E que fique claro que o tamanho pouco importa. A vila é pequena, mas é profunda. Como uma árvore pequena, meiga e tímida, mas que tem raízes compridas numa terra fértil e surreal que tem bons efeitos tóxicos sobre seus viajantes. E, assim, viajo, num tempo que não existe, a um local que, na verdade, é um abraço. Transponho-me a uma realidade alternativa em que posso percebê-la como grandes galhos de uma única árvore antiga, em que cada coisa, cada ato é uma ramificação da energia vital que nos move. Percorro esses galhos da mesma forma como ando nessa vila: como uma criança que está só agora descobrindo a sutileza do andar, de ficar em suas próprias pernas, aprendendo a subir em árvores para pegar a fruta doce lá em cima que é uma síntese complexa de sentimentos e vivências. Essa existência é cega e devemos aprender a caminhá-la sem querer saber o destino, tendo em ciência que a existência precede a essência e, no aqui-agora, pouco há de consciência. Tateio meus passos por entre os paralelepípedos dessa vila assim como deveria ter tateado meu caminho por essa vida. E percebo que fechar os olhos e simplesmente sentir é sensacional. Sentir as imperfeições perfeitas de sua pele, as ranhuras de sua beleza, como um quadro riscado a giz em uma tela alva que ela própria é. É fabuloso, quase que literalmente. Mas "quase". Porque aconteceu. E essa é a melhor parte.

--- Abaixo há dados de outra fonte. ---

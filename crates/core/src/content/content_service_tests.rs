#[cfg(test)]
mod tests {
    use crate::content::{
        ContentItem, ContentPayload, ContentRepositoryTrait, ContentService, ContentServiceTrait,
        NewContentItem,
    };
    use crate::errors::{DatabaseError, Error, Result, ValidationError};
    use async_trait::async_trait;
    use std::sync::atomic::{AtomicBool, AtomicUsize, Ordering};
    use std::sync::{Arc, Mutex};
    use std::time::Duration;

    // --- Mock ContentRepository ---
    struct MockContentRepository {
        items: Mutex<Vec<ContentItem>>,
        loads: AtomicUsize,
        fail_reads: AtomicBool,
    }

    impl MockContentRepository {
        fn new(items: Vec<ContentItem>) -> Self {
            Self {
                items: Mutex::new(items),
                loads: AtomicUsize::new(0),
                fail_reads: AtomicBool::new(false),
            }
        }
    }

    #[async_trait]
    impl ContentRepositoryTrait for MockContentRepository {
        fn load_for_tenant(
            &self,
            tenant_id: &str,
            content_type: Option<&str>,
        ) -> Result<Vec<ContentItem>> {
            self.loads.fetch_add(1, Ordering::SeqCst);
            if self.fail_reads.load(Ordering::SeqCst) {
                return Err(Error::Database(DatabaseError::QueryFailed(
                    "connection reset".to_string(),
                )));
            }
            Ok(self
                .items
                .lock()
                .unwrap()
                .iter()
                .filter(|i| i.tenant_id.as_deref().map_or(true, |t| t == tenant_id))
                .filter(|i| content_type.map_or(true, |ct| i.content_type == ct))
                .cloned()
                .collect())
        }

        async fn upsert_content_item(&self, item: NewContentItem) -> Result<ContentItem> {
            let saved = ContentItem {
                id: item.id.unwrap_or_else(|| "generated".to_string()),
                tenant_id: item.tenant_id,
                content_type: item.content_type,
                is_override: item.is_override,
                overrides_id: item.overrides_id,
                category: item.category,
                display_order: item.display_order,
                payload: item.payload,
                created_at: None,
                updated_at: None,
            };
            let mut items = self.items.lock().unwrap();
            if let Some(existing) = items.iter().find(|i| i.id == saved.id) {
                if existing.tenant_id != saved.tenant_id {
                    return Err(ValidationError::InvalidInput(format!(
                        "Content item '{}' has another owner",
                        saved.id
                    ))
                    .into());
                }
            }
            items.retain(|i| i.id != saved.id);
            items.push(saved.clone());
            Ok(saved)
        }
    }

    fn item(id: &str, tenant: Option<&str>, category: &str, title: &str) -> ContentItem {
        ContentItem {
            id: id.to_string(),
            tenant_id: tenant.map(str::to_string),
            content_type: "guide".to_string(),
            is_override: false,
            overrides_id: None,
            category: Some(category.to_string()),
            display_order: 0,
            payload: ContentPayload {
                title: title.to_string(),
                ..Default::default()
            },
            created_at: None,
            updated_at: None,
        }
    }

    fn new_override(tenant: &str, target: &str, title: &str) -> NewContentItem {
        NewContentItem {
            id: Some(format!("{}-{}", tenant, target)),
            tenant_id: Some(tenant.to_string()),
            content_type: "guide".to_string(),
            is_override: true,
            overrides_id: Some(target.to_string()),
            category: Some("contacts".to_string()),
            display_order: 0,
            payload: ContentPayload {
                title: title.to_string(),
                ..Default::default()
            },
        }
    }

    fn seeded_repo() -> Arc<MockContentRepository> {
        let mut article = item("kb1", None, "contacts", "Knowledge base article");
        article.content_type = "article".to_string();
        Arc::new(MockContentRepository::new(vec![
            item("g1", None, "contacts", "Import contacts"),
            item("g2", None, "getting_started", "Welcome"),
            item("c1", Some("acme"), "getting_started", "Acme onboarding"),
            article,
        ]))
    }

    #[test]
    fn test_get_guides_resolves_and_filters() {
        let service = ContentService::new(seeded_repo());

        let all = service.get_guides("acme", None).unwrap();
        assert_eq!(all.len(), 3);
        assert!(all.iter().all(|g| g.content_type == "guide"));

        let onboarding = service.get_guides("acme", Some("getting_started")).unwrap();
        let ids: Vec<&str> = onboarding.iter().map(|g| g.id.as_str()).collect();
        assert_eq!(ids, vec!["g2", "c1"]);

        let other_tenant = service.get_guides("globex", None).unwrap();
        assert_eq!(other_tenant.len(), 2);
    }

    #[test]
    fn test_resolved_view_is_cached_per_tenant() {
        let repo = seeded_repo();
        let service = ContentService::new(repo.clone());

        service.get_guides("acme", None).unwrap();
        service.get_guides("acme", Some("contacts")).unwrap();
        service.get_guide_categories("acme").unwrap();
        assert_eq!(repo.loads.load(Ordering::SeqCst), 1);

        service.get_guides("globex", None).unwrap();
        assert_eq!(repo.loads.load(Ordering::SeqCst), 2);
    }

    #[test]
    fn test_zero_ttl_disables_cache() {
        let repo = seeded_repo();
        let service = ContentService::with_cache_ttl(repo.clone(), Duration::ZERO);

        service.get_guides("acme", None).unwrap();
        service.get_guides("acme", None).unwrap();
        assert_eq!(repo.loads.load(Ordering::SeqCst), 2);
    }

    #[test]
    fn test_read_failure_is_data_unavailable() {
        let repo = seeded_repo();
        repo.fail_reads.store(true, Ordering::SeqCst);
        let service = ContentService::new(repo);

        let result = service.get_guides("acme", None);
        assert!(matches!(result, Err(Error::DataUnavailable(_))));
    }

    #[test]
    fn test_invalid_tenant_is_rejected_before_reading() {
        let repo = seeded_repo();
        let service = ContentService::new(repo.clone());

        assert!(matches!(
            service.get_guides("  ", None),
            Err(Error::InvalidArgument(_))
        ));
        assert_eq!(repo.loads.load(Ordering::SeqCst), 0);
    }

    #[test]
    fn test_get_guide_by_effective_id() {
        let service = ContentService::new(seeded_repo());

        let guide = service.get_guide("acme", "c1").unwrap();
        assert_eq!(guide.payload.title, "Acme onboarding");

        assert!(matches!(
            service.get_guide("acme", "nope"),
            Err(Error::Database(DatabaseError::NotFound(_)))
        ));
    }

    #[test]
    fn test_guide_categories_are_grouped() {
        let service = ContentService::new(seeded_repo());

        let groups = service.get_guide_categories("acme").unwrap();
        let titles: Vec<&str> = groups.iter().map(|g| g.title.as_str()).collect();
        assert_eq!(titles, vec!["Contacts", "Getting Started"]);
        assert_eq!(groups[1].guides.len(), 2);
    }

    #[tokio::test]
    async fn test_upsert_invalidates_tenant_view() {
        let repo = seeded_repo();
        let service = ContentService::new(repo.clone());

        let before = service.get_guide("acme", "g1").unwrap();
        assert!(!before.overridden);

        service
            .upsert_content_item(new_override("acme", "g1", "Acme contact import"))
            .await
            .unwrap();

        let after = service.get_guide("acme", "g1").unwrap();
        assert!(after.overridden);
        assert_eq!(after.payload.title, "Acme contact import");
        assert_eq!(repo.loads.load(Ordering::SeqCst), 2);
    }

    #[tokio::test]
    async fn test_upsert_rejects_override_without_target() {
        let service = ContentService::new(seeded_repo());

        let mut bad = new_override("acme", "g1", "Broken");
        bad.overrides_id = None;
        assert!(matches!(
            service.upsert_content_item(bad).await,
            Err(Error::Validation(_))
        ));

        let mut base_override = new_override("acme", "g1", "Broken");
        base_override.tenant_id = None;
        assert!(matches!(
            service.upsert_content_item(base_override).await,
            Err(Error::Validation(_))
        ));

        let mut bad_tenant = new_override("acme", "g1", "Broken");
        bad_tenant.tenant_id = Some("acme corp!".to_string());
        assert!(matches!(
            service.upsert_content_item(bad_tenant).await,
            Err(Error::InvalidArgument(_))
        ));
    }

    #[tokio::test]
    async fn test_foreign_owner_write_leaves_other_tenants_untouched() {
        let repo = seeded_repo();
        let service = ContentService::new(repo.clone());

        assert_eq!(service.get_guide("acme", "g1").unwrap().payload.title, "Import contacts");

        let mut takeover = new_override("globex", "g1", "Globex import");
        takeover.id = Some("g1".to_string());
        takeover.is_override = false;
        takeover.overrides_id = None;
        assert!(matches!(
            service.upsert_content_item(takeover).await,
            Err(Error::Validation(_))
        ));

        let acme = service.get_guide("acme", "g1").unwrap();
        assert_eq!(acme.payload.title, "Import contacts");
        assert_eq!(service.get_guide("globex", "g1").unwrap().payload.title, "Import contacts");
    }

    #[tokio::test]
    async fn test_base_write_refreshes_every_tenant_view() {
        let repo = seeded_repo();
        let service = ContentService::new(repo.clone());

        service.get_guides("acme", None).unwrap();
        service.get_guides("globex", None).unwrap();
        assert_eq!(repo.loads.load(Ordering::SeqCst), 2);

        let mut edit = new_override("acme", "g1", "Import contacts v2");
        edit.id = Some("g1".to_string());
        edit.tenant_id = None;
        edit.is_override = false;
        edit.overrides_id = None;
        service.upsert_content_item(edit).await.unwrap();

        assert_eq!(service.get_guide("acme", "g1").unwrap().payload.title, "Import contacts v2");
        assert_eq!(service.get_guide("globex", "g1").unwrap().payload.title, "Import contacts v2");
        assert_eq!(repo.loads.load(Ordering::SeqCst), 4);
    }
}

Quem nunca quis viver dentro de uma história, de um conto, de um romance? Isso tudo se parece muito com a realização desse desejo pueril. Todas essas palavras caem de mim com uma força que assemelha-se em muito a de uma cachoeira alta. Mas não é agua que cai, é um líquido denso e espesso cheio de sentimento e desejo. Na natureza dessa vila, pude en-cantar com a música de minhas palavras. E isso é tudo que sempre quis. Por agora, é só. Não por preguiça, pois nunca senti-me tão vivo aqui. Mas porque não quero estragar a sutileza desse meu andar trôpego por essas ruas colocando muitas palavras na boca da vida, pois só ela pode dizer o que deve ser dito. Cada coisa na hora certa, apesar de o tempo parecer-me tão mais estranho e imaginário quanto nunca. Vivamos infinitamente tudo aquilo que é finito para eternizar-nos em nossa efemeridade.